After the failure of the assaults by the Americans, New Zealanders and Indians, the same formidable defences confronted the Poles. In particular, the monastery, the south and west of the massif, and part of the town were held by the paratroops, whose key strongpoints were situated at Colle Sant’ Angelo – Point 706 – Monte Castellone; in the monastery and the upper reaches of the town; on Points 593 and 569; and around Massa Albaneta.
The German 1st Parachute Division holding Cassino had considerable firepower. It was supported by 242 Assault Battalion, 525 Anti-tank Battalion (equipped with self-propelled 88mm guns), four artillery battalions from the 10th Army and one from the 90th Panzergrenadier Division. In addition, 71 Werfer Regiment had forty 150 and 300mm mortars near Pignataro and thirty 150mm and 200mm mortars at Villa Santa Lucia. The Nebelwerfer or ‘Moaning Minnie’ six-barrelled rocket launcher was a particularly devastating weapon.

The Poles had great difficulties in concentrating their men at the forward jump-off points, and were assisted by five Cypriot mule companies and two British jeep platoons in moving up their stockpiles for the attack. The 3rd Carpathians had the job of storming the monastery ruins after securing Point 593 and Albaneta Farm to the northwest. The 5th Kresowas were to assault Phantom Ridge and Sant’ Angelo to the south. The going was tough for all the Allied forces committed to the offensive. Astonishingly, within 20 minutes of the opening Allied barrage the Carpathians were on Point 593 and the Kresowas had gained Phantom ridge, though they suffered fearful casualties in the process.

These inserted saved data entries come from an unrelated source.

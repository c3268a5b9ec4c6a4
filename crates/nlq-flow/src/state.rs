//! Workflow state machine and run tracing.

use chrono::{DateTime, Utc};
use serde::{Deserialize, Serialize};

use nlq_core::{ChartSpec, ResultSet};

/// States of one question-answering run.
#[derive(Debug, Clone, Copy, PartialEq, Eq, Serialize, Deserialize)]
#[serde(rename_all = "snake_case")]
pub enum WorkflowState {
    Rewriting,
    Retrieving,
    Merging,
    Prompting,
    Generating,
    Validating,
    Executing,
    Charting,
    Erroring,
    Done,
    Failed,
}

impl WorkflowState {
    /// Happy-path successor. `Erroring` routes back to `Prompting`
    /// when a retry is allowed, otherwise to `Failed`; the
    /// orchestrator picks that edge.
    pub fn advance(&self) -> WorkflowState {
        match self {
            Self::Rewriting => Self::Retrieving,
            Self::Retrieving => Self::Merging,
            Self::Merging => Self::Prompting,
            Self::Prompting => Self::Generating,
            Self::Generating => Self::Validating,
            Self::Validating => Self::Executing,
            Self::Executing => Self::Charting,
            Self::Charting => Self::Done,
            Self::Erroring => Self::Prompting,
            Self::Done => Self::Done,
            Self::Failed => Self::Failed,
        }
    }

    pub fn is_terminal(&self) -> bool {
        matches!(self, Self::Done | Self::Failed)
    }
}

impl std::fmt::Display for WorkflowState {
    fn fmt(&self, f: &mut std::fmt::Formatter<'_>) -> std::fmt::Result {
        let name = match self {
            Self::Rewriting => "rewriting",
            Self::Retrieving => "retrieving",
            Self::Merging => "merging",
            Self::Prompting => "prompting",
            Self::Generating => "generating",
            Self::Validating => "validating",
            Self::Executing => "executing",
            Self::Charting => "charting",
            Self::Erroring => "erroring",
            Self::Done => "done",
            Self::Failed => "failed",
        };
        f.write_str(name)
    }
}

/// Per-run observability record: every transition with its timestamp,
/// the attempt count, the final SQL and the execution time.
#[derive(Debug, Clone, Default)]
pub struct RunTrace {
    pub transitions: Vec<(WorkflowState, DateTime<Utc>)>,
    pub attempts: u32,
    pub final_sql: Option<String>,
    pub execution_ms: Option<u64>,
}

impl RunTrace {
    pub fn new() -> Self {
        Self::default()
    }

    pub fn record(&mut self, state: WorkflowState) {
        self.transitions.push((state, Utc::now()));
    }

    /// Record and return the happy-path successor of `state`.
    pub fn advance(&mut self, state: WorkflowState) -> WorkflowState {
        let next = state.advance();
        self.record(next);
        next
    }

    /// States in visit order, without timestamps.
    pub fn states(&self) -> Vec<WorkflowState> {
        self.transitions.iter().map(|(s, _)| *s).collect()
    }

    pub fn visited(&self, state: WorkflowState) -> bool {
        self.transitions.iter().any(|(s, _)| *s == state)
    }
}

/// Terminal result of a run.
#[derive(Debug, Clone)]
pub enum RunOutcome {
    Done {
        sql: String,
        results: ResultSet,
        chart: ChartSpec,
    },
    Failed {
        /// Human-readable reason, never a raw backtrace.
        reason: String,
        last_sql: Option<String>,
        /// Error messages from every failed attempt, oldest first.
        errors: Vec<String>,
    },
}

impl RunOutcome {
    pub fn is_done(&self) -> bool {
        matches!(self, Self::Done { .. })
    }
}

/// A completed run: outcome plus its trace.
#[derive(Debug, Clone)]
pub struct WorkflowRun {
    pub outcome: RunOutcome,
    pub trace: RunTrace,
}
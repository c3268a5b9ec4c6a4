//! The question-answering state machine.

use std::sync::Arc;
use std::time::Duration;

use tracing::{info, warn};

use nlq_core::{
    CollectionTag, KnowledgeRetriever, NlqError, QueryExecutor, RetrievalConfig, RetrievalResult,
    SchemaLoader, WorkflowConfig,
};
use nlq_exec::SqlSafetyValidator;
use nlq_llm::SqlGenerator;

use crate::chart::ChartSelector;
use crate::context::{BoundedContext, ContextMerger};
use crate::conversation::{ConversationState, Turn};
use crate::prompt::{PriorError, PromptBuilder};
use crate::state::{RunOutcome, RunTrace, WorkflowRun, WorkflowState};

/// Drives one question through the pipeline.
///
/// Every collaborator sits behind a trait so runs can be exercised
/// without a live database, model or endpoint. The validator gates
/// every execution, including retries.
pub struct WorkflowOrchestrator {
    schema: Arc<dyn SchemaLoader>,
    retriever: Arc<dyn KnowledgeRetriever>,
    generator: SqlGenerator,
    validator: SqlSafetyValidator,
    executor: Arc<dyn QueryExecutor>,
    merger: ContextMerger,
    prompts: PromptBuilder,
    charts: ChartSelector,
    retrieval: RetrievalConfig,
    workflow: WorkflowConfig,
}

impl WorkflowOrchestrator {
    pub fn new(
        schema: Arc<dyn SchemaLoader>,
        retriever: Arc<dyn KnowledgeRetriever>,
        generator: SqlGenerator,
        executor: Arc<dyn QueryExecutor>,
        retrieval: RetrievalConfig,
        workflow: WorkflowConfig,
    ) -> Self {
        let merger = ContextMerger::new(retrieval.context_cap);
        Self {
            schema,
            retriever,
            generator,
            validator: SqlSafetyValidator::new(),
            executor,
            merger,
            prompts: PromptBuilder::new(),
            charts: ChartSelector::new(),
            retrieval,
            workflow,
        }
    }

    /// Answer one question, mutating the conversation on success.
    ///
    /// Transitions follow `WorkflowState::advance`; only the error
    /// edges into `Erroring` and `Failed` are taken explicitly.
    pub async fn answer(&self, conversation: &mut ConversationState, question: &str) -> WorkflowRun {
        let mut trace = RunTrace::new();

        let mut state = WorkflowState::Rewriting;
        trace.record(state);
        let question = normalize_question(question);
        info!("Answering: {}", question);

        state = trace.advance(state);
        let context = match self
            .retrieve_context(&question, conversation, &mut trace, &mut state)
            .await
        {
            Ok(context) => context,
            Err(e) => {
                trace.record(WorkflowState::Failed);
                return WorkflowRun {
                    outcome: RunOutcome::Failed {
                        reason: e.to_string(),
                        last_sql: None,
                        errors: vec![e.to_string()],
                    },
                    trace,
                };
            }
        };

        let mut prior: Option<PriorError> = None;
        let mut errors: Vec<String> = Vec::new();
        let mut last_sql: Option<String> = None;

        for attempt in 1..=self.workflow.max_retries {
            trace.attempts = attempt;

            // Merging advances to Prompting, as does Erroring on retry.
            state = trace.advance(state);
            let prompt = self.prompts.build(&question, &context, prior.as_ref());

            match self.attempt(&prompt, &context, &mut trace, &mut state).await {
                Ok((sql, results, execution_ms)) => {
                    state = trace.advance(state);
                    let chart = self.charts.select(&results);

                    trace.final_sql = Some(sql.clone());
                    trace.execution_ms = Some(execution_ms);
                    trace.advance(state);

                    conversation.push(Turn {
                        question: question.clone(),
                        sql: sql.clone(),
                        result_summary: summarize(&results),
                    });
                    info!("Run succeeded on attempt {}", attempt);

                    return WorkflowRun {
                        outcome: RunOutcome::Done {
                            sql,
                            results,
                            chart,
                        },
                        trace,
                    };
                }
                Err((sql, error)) => {
                    warn!("Attempt {} failed: {}", attempt, error);
                    errors.push(error.to_string());
                    if sql.is_some() {
                        last_sql = sql.clone();
                    }

                    state = WorkflowState::Erroring;
                    trace.record(state);

                    if error.retryable() && attempt < self.workflow.max_retries {
                        prior = Some(PriorError {
                            sql: sql.unwrap_or_default(),
                            error: error.to_string(),
                        });
                        continue;
                    }

                    let reason = if error.retryable() {
                        NlqError::RetryExhausted {
                            attempts: attempt,
                            last_error: error.to_string(),
                        }
                        .to_string()
                    } else {
                        error.to_string()
                    };

                    trace.final_sql = last_sql.clone();
                    trace.record(WorkflowState::Failed);
                    return WorkflowRun {
                        outcome: RunOutcome::Failed {
                            reason,
                            last_sql,
                            errors,
                        },
                        trace,
                    };
                }
            }
        }

        // max_retries is at least 1, so the loop always returns.
        trace.record(WorkflowState::Failed);
        WorkflowRun {
            outcome: RunOutcome::Failed {
                reason: "no generation attempts configured".to_string(),
                last_sql,
                errors,
            },
            trace,
        }
    }

    /// Schema load plus the three collection retrievals, all
    /// concurrent. Retrieval legs degrade to empty on failure or
    /// timeout; a schema failure fails the run before merging.
    async fn retrieve_context(
        &self,
        question: &str,
        conversation: &ConversationState,
        trace: &mut RunTrace,
        state: &mut WorkflowState,
    ) -> nlq_core::Result<BoundedContext> {
        let (schema, terminology, examples, knowledge) = tokio::join!(
            self.schema.load_schema(None),
            self.retrieve_leg(CollectionTag::Terminology, question),
            self.retrieve_leg(CollectionTag::SqlExample, question),
            self.retrieve_leg(CollectionTag::Knowledge, question),
        );
        let schema = schema?;

        *state = trace.advance(*state);
        Ok(self
            .merger
            .merge(schema, vec![terminology, examples, knowledge], conversation))
    }

    async fn retrieve_leg(&self, tag: CollectionTag, question: &str) -> RetrievalResult {
        let deadline = Duration::from_secs(self.workflow.retrieval_timeout_secs);
        let task = self.retriever.retrieve(tag, question, self.retrieval.top_k);
        match tokio::time::timeout(deadline, task).await {
            Ok(Ok(result)) => result,
            Ok(Err(e)) => {
                warn!("Retrieval over {} failed, continuing without it: {}", tag, e);
                RetrievalResult::empty(tag)
            }
            Err(_) => {
                warn!("Retrieval over {} timed out, continuing without it", tag);
                RetrievalResult::empty(tag)
            }
        }
    }

    /// One generate/validate/execute attempt. Errors carry the SQL
    /// that produced them, when one exists, for the correction prompt.
    async fn attempt(
        &self,
        prompt: &str,
        context: &BoundedContext,
        trace: &mut RunTrace,
        state: &mut WorkflowState,
    ) -> std::result::Result<(String, nlq_core::ResultSet, u64), (Option<String>, NlqError)> {
        *state = trace.advance(*state);
        let generated = self
            .generator
            .generate(prompt)
            .await
            .map_err(|e| (None, e))?;

        *state = trace.advance(*state);
        let sql = self
            .validator
            .validate(&generated.sql, &context.schema)
            .map_err(|e| (Some(generated.sql.clone()), e))?;

        // No caller supplies values for named parameters in this flow,
        // so a parameterized candidate cannot be executed as-is.
        if !generated.params.is_empty() {
            return Err((
                Some(sql.clone()),
                NlqError::rejected(format!(
                    "no value available for parameter :{} - inline literal values instead",
                    generated.params[0]
                )),
            ));
        }

        *state = trace.advance(*state);
        let started = std::time::Instant::now();
        let results = self
            .executor
            .execute(
                &sql,
                &[],
                Duration::from_secs(self.workflow.execution_timeout_secs),
                self.workflow.row_limit,
            )
            .await
            .map_err(|e| (Some(sql.clone()), e))?;

        Ok((sql, results, started.elapsed().as_millis() as u64))
    }
}

fn normalize_question(question: &str) -> String {
    question.split_whitespace().collect::<Vec<_>>().join(" ")
}

fn summarize(results: &nlq_core::ResultSet) -> String {
    if results.truncated {
        format!("{} rows (truncated)", results.row_count())
    } else {
        format!("{} rows", results.row_count())
    }
}
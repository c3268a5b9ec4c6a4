//! nlq-embed - Text embedding for semantic retrieval
//!
//! Maps text to fixed-length dense vectors via a local ONNX model.
//! A failed model load is a capability loss, not a process error:
//! callers observe `available() == false` and retrieval degrades to
//! keyword-only scoring.

mod mock;
mod onnx;

pub use mock::MockEmbedder;
pub use onnx::OnnxEmbedder;

// Re-export the Embedder trait for convenience
pub use nlq_core::Embedder;
//! Chart selection from result shape.

use chrono::NaiveDate;
use serde_json::Value;

use nlq_core::{ChartKind, ChartSpec, ResultSet};

/// Category axes wider than this read better as a table.
const MAX_BAR_CATEGORIES: usize = 50;

#[derive(Debug, Clone, Copy, PartialEq, Eq)]
enum ColumnKind {
    Numeric,
    Temporal,
    Categorical,
    Empty,
}

/// Picks a visualization from the shape of the result set.
///
/// Total: every result maps to some chart, with a table as the
/// fallback for anything that does not fit a cleaner shape.
pub struct ChartSelector;

impl ChartSelector {
    pub fn new() -> Self {
        Self
    }

    pub fn select(&self, results: &ResultSet) -> ChartSpec {
        if results.rows.is_empty() || results.columns.is_empty() {
            return ChartSpec::table();
        }

        let kinds: Vec<ColumnKind> = (0..results.columns.len())
            .map(|idx| infer_kind(results.rows.iter().map(|row| &row[idx])))
            .collect();

        if results.rows.len() == 1 && kinds.len() == 1 && kinds[0] == ColumnKind::Numeric {
            return ChartSpec {
                kind: ChartKind::SingleValue,
                x: None,
                y: Some(results.columns[0].clone()),
            };
        }

        if kinds.len() == 2 {
            let (x, y) = (results.columns[0].clone(), results.columns[1].clone());
            match (kinds[0], kinds[1]) {
                (ColumnKind::Temporal, ColumnKind::Numeric) => {
                    return ChartSpec {
                        kind: ChartKind::Line,
                        x: Some(x),
                        y: Some(y),
                    }
                }
                (ColumnKind::Categorical, ColumnKind::Numeric)
                    if results.rows.len() <= MAX_BAR_CATEGORIES =>
                {
                    return ChartSpec {
                        kind: ChartKind::Bar,
                        x: Some(x),
                        y: Some(y),
                    }
                }
                (ColumnKind::Numeric, ColumnKind::Numeric) => {
                    return ChartSpec {
                        kind: ChartKind::Scatter,
                        x: Some(x),
                        y: Some(y),
                    }
                }
                _ => {}
            }
        }

        ChartSpec::table()
    }
}

impl Default for ChartSelector {
    fn default() -> Self {
        Self::new()
    }
}

/// Infer a column's kind from its non-null values. Mixed or all-null
/// columns are categorical by default.
fn infer_kind<'a>(values: impl Iterator<Item = &'a Value>) -> ColumnKind {
    let mut seen = ColumnKind::Empty;
    for value in values {
        let kind = match value {
            Value::Null => continue,
            Value::Number(_) => ColumnKind::Numeric,
            Value::Bool(_) => ColumnKind::Categorical,
            Value::String(s) if is_temporal(s) => ColumnKind::Temporal,
            _ => ColumnKind::Categorical,
        };
        match seen {
            ColumnKind::Empty => seen = kind,
            k if k == kind => {}
            _ => return ColumnKind::Categorical,
        }
    }
    seen
}

fn is_temporal(s: &str) -> bool {
    NaiveDate::parse_from_str(s, "%Y-%m-%d").is_ok()
        || NaiveDate::parse_from_str(&format!("{}-01", s), "%Y-%m-%d").is_ok()
        || chrono::DateTime::parse_from_rfc3339(s).is_ok()
        || chrono::NaiveDateTime::parse_from_str(s, "%Y-%m-%d %H:%M:%S").is_ok()
}
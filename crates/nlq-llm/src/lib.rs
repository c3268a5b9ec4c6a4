//! nlq-llm - Completion client and SQL extraction
//!
//! Talks to an OpenAI-compatible chat completions endpoint and pulls
//! a single SQL statement out of free-form model output. Model output
//! with no recognizable SQL maps to `NoSqlFound`, which the workflow
//! treats as retryable.

mod client;
mod extract;
mod generate;

pub use client::HttpCompletionClient;
pub use extract::extract_sql;
pub use generate::SqlGenerator;
//! Deterministic mock embedder for tests and degraded environments.

use async_trait::async_trait;

use nlq_core::{Embedder, NlqError, Result};

/// Mock embedder producing deterministic hash-derived vectors.
///
/// Construct with `unavailable()` to exercise keyword-only fallback
/// paths.
pub struct MockEmbedder {
    dimension: usize,
    available: bool,
}

impl MockEmbedder {
    pub fn new() -> Self {
        Self {
            dimension: 768,
            available: true,
        }
    }

    pub fn with_dimension(dimension: usize) -> Self {
        Self {
            dimension,
            available: true,
        }
    }

    /// An embedder that reports unavailable and fails every call.
    pub fn unavailable() -> Self {
        Self {
            dimension: 768,
            available: false,
        }
    }
}

impl Default for MockEmbedder {
    fn default() -> Self {
        Self::new()
    }
}

#[async_trait]
impl Embedder for MockEmbedder {
    async fn embed(&self, text: &str) -> Result<Vec<f32>> {
        if !self.available {
            return Err(NlqError::embedding_unavailable("mock embedder disabled"));
        }

        let hash = text
            .bytes()
            .fold(0u64, |acc, b| acc.wrapping_mul(31).wrapping_add(b as u64));
        let mut embedding = vec![0.0f32; self.dimension];
        for (i, v) in embedding.iter_mut().enumerate() {
            *v = ((hash.wrapping_mul(i as u64 + 1)) as f32 % 1000.0) / 1000.0 - 0.5;
        }

        let norm: f32 = embedding.iter().map(|x| x * x).sum::<f32>().sqrt();
        if norm > 0.0 {
            for x in &mut embedding {
                *x /= norm;
            }
        }
        Ok(embedding)
    }

    fn dimension(&self) -> usize {
        self.dimension
    }

    fn available(&self) -> bool {
        self.available
    }
}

Polish tanks with names like Claw, Pygmy and Pirate advanced on Albaneta on 15 May firing on burnt-out Allied tanks, the remains of the March attack, which were being used as enemy machine-gun posts. They were soon halted by mines, and sappers had to crawl under the tanks for protection from snipers as they worked to clear them. ‘We were in utter despair,’ said one Polish tank commander, ‘being unable to reach our comrades dying in front of Albaneta. With real fury we blasted away at the ruins, and at every suspicious bush or pile of stones.’ The tankers took no chances and showed no mercy. Anything that moved was deluged in machine-gun and anti-tank gun fire by the Polish tanks. On the night of 17 May the determined Poles finally gained all their main objectives, including Point 593, but not Albaneta, where the Germans clung on to the last.

Polish troops moved into the monastery on 18 May to find it abandoned.The 1st Parachute Division had called it a day. Lieutenant Casimir Gurbiel and a platoon of Uhlans from the Podolski Lancers were the first Poles to enter the monastery. The only remaining Germans were the badly wounded; when asked why they had held out so fanatically, they replied they had been told the Polish did not take prisoners. Nearly a thousand Poles died in the two attacks.

Six days later the Canadian 5th Armoured Division breached the line, opening the route to Rome. The Allies hoped that this would break the deadlock that had blighted the Italian campaign to date. It was not to be.